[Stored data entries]
-=-=-

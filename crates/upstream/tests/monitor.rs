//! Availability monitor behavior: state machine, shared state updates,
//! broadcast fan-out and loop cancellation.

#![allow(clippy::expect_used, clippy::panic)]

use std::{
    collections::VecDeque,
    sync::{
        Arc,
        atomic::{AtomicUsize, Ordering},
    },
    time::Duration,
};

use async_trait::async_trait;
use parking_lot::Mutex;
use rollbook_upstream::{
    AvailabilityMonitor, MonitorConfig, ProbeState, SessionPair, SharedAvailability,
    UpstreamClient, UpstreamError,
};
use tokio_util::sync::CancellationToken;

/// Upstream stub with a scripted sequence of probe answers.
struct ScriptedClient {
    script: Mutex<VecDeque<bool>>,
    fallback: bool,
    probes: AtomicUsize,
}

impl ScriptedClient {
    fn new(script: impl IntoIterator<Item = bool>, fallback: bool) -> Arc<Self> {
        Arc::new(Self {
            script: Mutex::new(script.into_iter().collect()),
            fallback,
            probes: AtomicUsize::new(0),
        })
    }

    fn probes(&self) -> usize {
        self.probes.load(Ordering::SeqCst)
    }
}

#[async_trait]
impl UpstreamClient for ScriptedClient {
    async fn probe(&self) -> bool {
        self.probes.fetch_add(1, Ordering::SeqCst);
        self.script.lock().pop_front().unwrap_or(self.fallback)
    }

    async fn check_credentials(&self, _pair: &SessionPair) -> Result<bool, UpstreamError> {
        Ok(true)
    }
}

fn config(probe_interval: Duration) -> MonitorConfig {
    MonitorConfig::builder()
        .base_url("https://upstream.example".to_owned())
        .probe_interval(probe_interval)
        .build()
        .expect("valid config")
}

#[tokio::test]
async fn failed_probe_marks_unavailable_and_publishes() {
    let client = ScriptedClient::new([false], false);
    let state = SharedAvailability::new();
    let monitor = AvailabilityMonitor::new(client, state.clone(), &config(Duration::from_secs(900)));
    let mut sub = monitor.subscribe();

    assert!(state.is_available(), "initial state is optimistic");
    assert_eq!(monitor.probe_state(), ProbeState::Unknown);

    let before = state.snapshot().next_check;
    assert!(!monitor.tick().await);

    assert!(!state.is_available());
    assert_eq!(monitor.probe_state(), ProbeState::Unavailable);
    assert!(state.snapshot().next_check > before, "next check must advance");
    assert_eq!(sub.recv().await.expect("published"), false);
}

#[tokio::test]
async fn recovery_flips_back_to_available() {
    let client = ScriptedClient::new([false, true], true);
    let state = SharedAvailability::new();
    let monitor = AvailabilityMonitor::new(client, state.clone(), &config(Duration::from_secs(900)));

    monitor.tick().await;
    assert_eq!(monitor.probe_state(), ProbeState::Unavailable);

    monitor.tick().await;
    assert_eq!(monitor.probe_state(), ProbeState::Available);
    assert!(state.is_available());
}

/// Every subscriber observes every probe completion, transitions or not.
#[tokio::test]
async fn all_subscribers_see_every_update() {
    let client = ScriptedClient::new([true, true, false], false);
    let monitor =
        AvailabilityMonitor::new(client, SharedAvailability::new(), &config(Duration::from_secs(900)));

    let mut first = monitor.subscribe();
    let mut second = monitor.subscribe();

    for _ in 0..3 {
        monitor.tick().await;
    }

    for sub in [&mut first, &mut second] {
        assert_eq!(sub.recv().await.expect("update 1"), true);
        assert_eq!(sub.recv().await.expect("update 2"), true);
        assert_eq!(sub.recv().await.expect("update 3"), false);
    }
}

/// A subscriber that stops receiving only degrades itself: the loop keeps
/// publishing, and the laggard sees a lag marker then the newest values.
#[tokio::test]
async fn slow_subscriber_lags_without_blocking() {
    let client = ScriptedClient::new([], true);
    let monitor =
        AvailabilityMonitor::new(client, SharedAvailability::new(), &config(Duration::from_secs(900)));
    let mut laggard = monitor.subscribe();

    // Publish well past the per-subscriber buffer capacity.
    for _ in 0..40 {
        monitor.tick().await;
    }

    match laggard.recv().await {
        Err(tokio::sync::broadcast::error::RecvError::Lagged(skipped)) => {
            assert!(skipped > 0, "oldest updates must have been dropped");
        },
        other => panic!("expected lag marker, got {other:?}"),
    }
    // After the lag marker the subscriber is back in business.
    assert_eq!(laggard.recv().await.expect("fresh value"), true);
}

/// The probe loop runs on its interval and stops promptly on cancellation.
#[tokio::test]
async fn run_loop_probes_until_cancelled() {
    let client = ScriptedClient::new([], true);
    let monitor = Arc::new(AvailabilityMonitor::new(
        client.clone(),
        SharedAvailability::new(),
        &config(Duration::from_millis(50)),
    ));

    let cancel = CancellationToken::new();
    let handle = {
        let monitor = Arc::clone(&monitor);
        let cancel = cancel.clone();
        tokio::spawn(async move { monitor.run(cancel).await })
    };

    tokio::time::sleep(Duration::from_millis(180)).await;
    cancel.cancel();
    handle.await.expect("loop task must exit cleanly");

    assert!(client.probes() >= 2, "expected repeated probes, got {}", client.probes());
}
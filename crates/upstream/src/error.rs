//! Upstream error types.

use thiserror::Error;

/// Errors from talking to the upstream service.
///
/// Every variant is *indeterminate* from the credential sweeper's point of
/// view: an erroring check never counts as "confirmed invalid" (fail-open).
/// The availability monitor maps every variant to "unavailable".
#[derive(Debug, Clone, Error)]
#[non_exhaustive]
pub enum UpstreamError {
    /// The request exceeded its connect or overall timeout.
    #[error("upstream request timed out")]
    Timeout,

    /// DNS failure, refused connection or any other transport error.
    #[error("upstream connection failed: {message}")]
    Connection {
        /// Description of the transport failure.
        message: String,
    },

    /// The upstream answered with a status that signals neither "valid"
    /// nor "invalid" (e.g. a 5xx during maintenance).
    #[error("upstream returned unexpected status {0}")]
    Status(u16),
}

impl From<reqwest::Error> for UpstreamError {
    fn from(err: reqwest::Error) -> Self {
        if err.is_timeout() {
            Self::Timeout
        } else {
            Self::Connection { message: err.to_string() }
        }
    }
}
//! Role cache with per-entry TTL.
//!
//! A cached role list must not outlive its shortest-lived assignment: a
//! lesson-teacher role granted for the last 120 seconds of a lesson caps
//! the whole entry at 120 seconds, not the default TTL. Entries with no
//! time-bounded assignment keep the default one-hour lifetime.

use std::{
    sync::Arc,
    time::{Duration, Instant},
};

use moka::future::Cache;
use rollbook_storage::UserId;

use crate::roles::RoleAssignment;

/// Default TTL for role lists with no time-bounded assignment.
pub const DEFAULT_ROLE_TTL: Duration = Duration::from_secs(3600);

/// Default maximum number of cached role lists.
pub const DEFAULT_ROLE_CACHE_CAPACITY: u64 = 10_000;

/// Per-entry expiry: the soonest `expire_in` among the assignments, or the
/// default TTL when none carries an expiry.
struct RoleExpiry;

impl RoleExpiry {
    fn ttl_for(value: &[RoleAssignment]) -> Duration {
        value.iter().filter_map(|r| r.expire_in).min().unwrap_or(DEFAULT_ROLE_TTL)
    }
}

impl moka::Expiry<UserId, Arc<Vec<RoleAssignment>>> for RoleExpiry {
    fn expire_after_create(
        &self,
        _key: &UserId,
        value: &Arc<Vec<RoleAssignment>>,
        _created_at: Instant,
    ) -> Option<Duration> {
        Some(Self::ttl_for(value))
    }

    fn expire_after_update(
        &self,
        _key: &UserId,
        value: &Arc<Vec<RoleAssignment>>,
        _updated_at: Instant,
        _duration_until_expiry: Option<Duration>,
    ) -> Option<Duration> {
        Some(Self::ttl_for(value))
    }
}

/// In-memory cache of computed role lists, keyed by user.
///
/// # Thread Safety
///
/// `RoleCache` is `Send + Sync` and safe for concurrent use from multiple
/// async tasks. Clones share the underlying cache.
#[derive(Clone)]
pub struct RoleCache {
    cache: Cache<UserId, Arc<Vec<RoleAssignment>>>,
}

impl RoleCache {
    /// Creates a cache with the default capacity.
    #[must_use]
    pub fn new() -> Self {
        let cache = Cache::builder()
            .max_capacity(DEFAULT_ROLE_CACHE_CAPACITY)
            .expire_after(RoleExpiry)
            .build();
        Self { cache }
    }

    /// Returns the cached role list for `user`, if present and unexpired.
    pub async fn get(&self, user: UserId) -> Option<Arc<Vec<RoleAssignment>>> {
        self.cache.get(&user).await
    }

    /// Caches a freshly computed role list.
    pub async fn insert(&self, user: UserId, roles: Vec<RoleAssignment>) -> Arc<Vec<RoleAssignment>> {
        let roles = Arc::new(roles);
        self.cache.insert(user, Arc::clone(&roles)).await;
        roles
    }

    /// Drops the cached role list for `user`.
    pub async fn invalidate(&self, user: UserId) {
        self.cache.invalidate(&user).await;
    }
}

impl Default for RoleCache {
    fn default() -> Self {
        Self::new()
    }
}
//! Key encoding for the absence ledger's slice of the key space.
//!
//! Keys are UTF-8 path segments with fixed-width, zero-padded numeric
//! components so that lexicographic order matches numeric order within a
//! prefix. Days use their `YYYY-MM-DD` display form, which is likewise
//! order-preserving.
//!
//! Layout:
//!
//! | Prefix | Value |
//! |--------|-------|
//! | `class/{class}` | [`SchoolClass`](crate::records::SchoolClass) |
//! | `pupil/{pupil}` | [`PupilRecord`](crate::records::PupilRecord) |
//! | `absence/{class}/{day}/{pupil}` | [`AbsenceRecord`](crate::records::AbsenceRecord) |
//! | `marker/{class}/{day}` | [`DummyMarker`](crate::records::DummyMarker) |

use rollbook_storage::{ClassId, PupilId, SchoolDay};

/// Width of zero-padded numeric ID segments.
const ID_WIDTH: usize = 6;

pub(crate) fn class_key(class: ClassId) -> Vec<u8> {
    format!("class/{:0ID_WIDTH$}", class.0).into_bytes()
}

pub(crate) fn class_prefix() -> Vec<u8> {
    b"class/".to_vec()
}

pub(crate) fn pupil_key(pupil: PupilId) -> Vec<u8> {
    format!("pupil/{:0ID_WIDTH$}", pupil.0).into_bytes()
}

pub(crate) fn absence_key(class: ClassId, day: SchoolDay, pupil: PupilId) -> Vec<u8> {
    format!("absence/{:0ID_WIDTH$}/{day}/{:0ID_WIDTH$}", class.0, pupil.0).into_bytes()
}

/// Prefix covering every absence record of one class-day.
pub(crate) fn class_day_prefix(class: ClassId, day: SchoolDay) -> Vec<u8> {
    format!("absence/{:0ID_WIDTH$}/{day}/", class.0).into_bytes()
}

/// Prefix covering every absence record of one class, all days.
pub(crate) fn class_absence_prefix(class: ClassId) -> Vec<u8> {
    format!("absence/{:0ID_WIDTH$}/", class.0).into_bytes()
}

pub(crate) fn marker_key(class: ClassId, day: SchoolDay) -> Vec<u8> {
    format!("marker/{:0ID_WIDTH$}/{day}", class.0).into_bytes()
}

-=-=-

■ WHAT YOU SHOULD DO
Reproduce the lines of the records exactly, from the first one through the line that contains "fn probes(&self) ->".

■ WRITTEN SOLUTION
filename crates/upstream/tests/monitor.rs
//! Availability monitor behavior: state machine, shared state updates,
//! broadcast fan-out and loop cancellation.

#![allow(clippy::expect_used, clippy::panic)]

use std::{
    collections::VecDeque,
    sync::{
        Arc,
        atomic::{AtomicUsize, Ordering},
    },
    time::Duration,
};

use async_trait::async_trait;
use parking_lot::Mutex;
use rollbook_upstream::{
    AvailabilityMonitor, MonitorConfig, ProbeState, SessionPair, SharedAvailability,
    UpstreamClient, UpstreamError,
};
use tokio_util::sync::CancellationToken;

/// Upstream stub with a scripted sequence of probe answers.
struct ScriptedClient {
    script: Mutex<VecDeque<bool>>,
    fallback: bool,
    probes: AtomicUsize,
}

impl ScriptedClient {
    fn new(script: impl IntoIterator<Item = bool>, fallback: bool) -> Arc<Self> {
        Arc::new(Self {
            script: Mutex::new(script.into_iter().collect()),
            fallback,
            probes: AtomicUsize::new(0),
        })
    }

    fn probes(&self) -> usize {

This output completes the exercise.